- [DATA EXTRACTS]:
//! Trait generation: jittered personality around an archetype baseline, and an
//! independent cognitive profile.

use rand::Rng;

use crate::generation::archetypes::Archetype;
use crate::models::traits::{CognitiveProfile, PersonalityTraits, TRAIT_MAX, TRAIT_MIN};

/// Half-width of the jitter window per dimension, in OCEAN order.
/// Extraversion deliberately varies the most.
pub const JITTER: [i32; 5] = [15, 10, 20, 15, 15];

const COGNITIVE_MIN: u8 = 3;
const COGNITIVE_MAX: u8 = 10;

pub fn generate_traits<R: Rng + ?Sized>(archetype: &Archetype, rng: &mut R) -> PersonalityTraits {
    let b = archetype.baseline;
    PersonalityTraits {
        openness: jitter(b.openness, JITTER[0], rng),
        conscientiousness: jitter(b.conscientiousness, JITTER[1], rng),
        extraversion: jitter(b.extraversion, JITTER[2], rng),
        agreeableness: jitter(b.agreeableness, JITTER[3], rng),
        neuroticism: jitter(b.neuroticism, JITTER[4], rng),
    }
}

fn jitter<R: Rng + ?Sized>(base: u8, width: i32, rng: &mut R) -> u8 {
    let value = base as i32 + rng.gen_range(-width..=width);
    clamp_trait(value)
}

pub fn clamp_trait(value: i32) -> u8 {
    value.clamp(TRAIT_MIN as i32, TRAIT_MAX as i32) as u8
}

/// Draws a trait value uniformly from an inclusive range (used by flaw mutators).
pub fn trait_in<R: Rng + ?Sized>(low: u8, high: u8, rng: &mut R) -> u8 {
    clamp_trait(rng.gen_range(low as i32..=high as i32))
}

pub fn generate_cognitive<R: Rng + ?Sized>(rng: &mut R) -> CognitiveProfile {
    let mut draw = || rng.gen_range(COGNITIVE_MIN..=COGNITIVE_MAX);
    CognitiveProfile {
        logical_reasoning: draw(),
        creative_thinking: draw(),
        social_intelligence: draw(),
        abstract_reasoning: draw(),
        verbal_communication: draw(),
        quantitative_ability: draw(),
    }
}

- [WHAT IS BEING ASKED]:
Each line from the one containing "value.clamp(TRAIT_MIN as i32, TRAIT_MAX" to the end of the listing above must be printed exactly, and no other line may appear.

- [TASK OUTPUT]:
    value.clamp(TRAIT_MIN as i32, TRAIT_MAX as i32) as u8
}

/// Draws a trait value uniformly from an inclusive range (used by flaw mutators).
pub fn trait_in<R: Rng + ?Sized>(low: u8, high: u8, rng: &mut R) -> u8 {
    clamp_trait(rng.gen_range(low as i32..=high as i32))
}

pub fn generate_cognitive<R: Rng + ?Sized>(rng: &mut R) -> CognitiveProfile {
    let mut draw = || rng.gen_range(COGNITIVE_MIN..=COGNITIVE_MAX);
    CognitiveProfile {
        logical_reasoning: draw(),
        creative_thinking: draw(),
        social_intelligence: draw(),
        abstract_reasoning: draw(),
        verbal_communication: draw(),
        quantitative_ability: draw(),
    }
}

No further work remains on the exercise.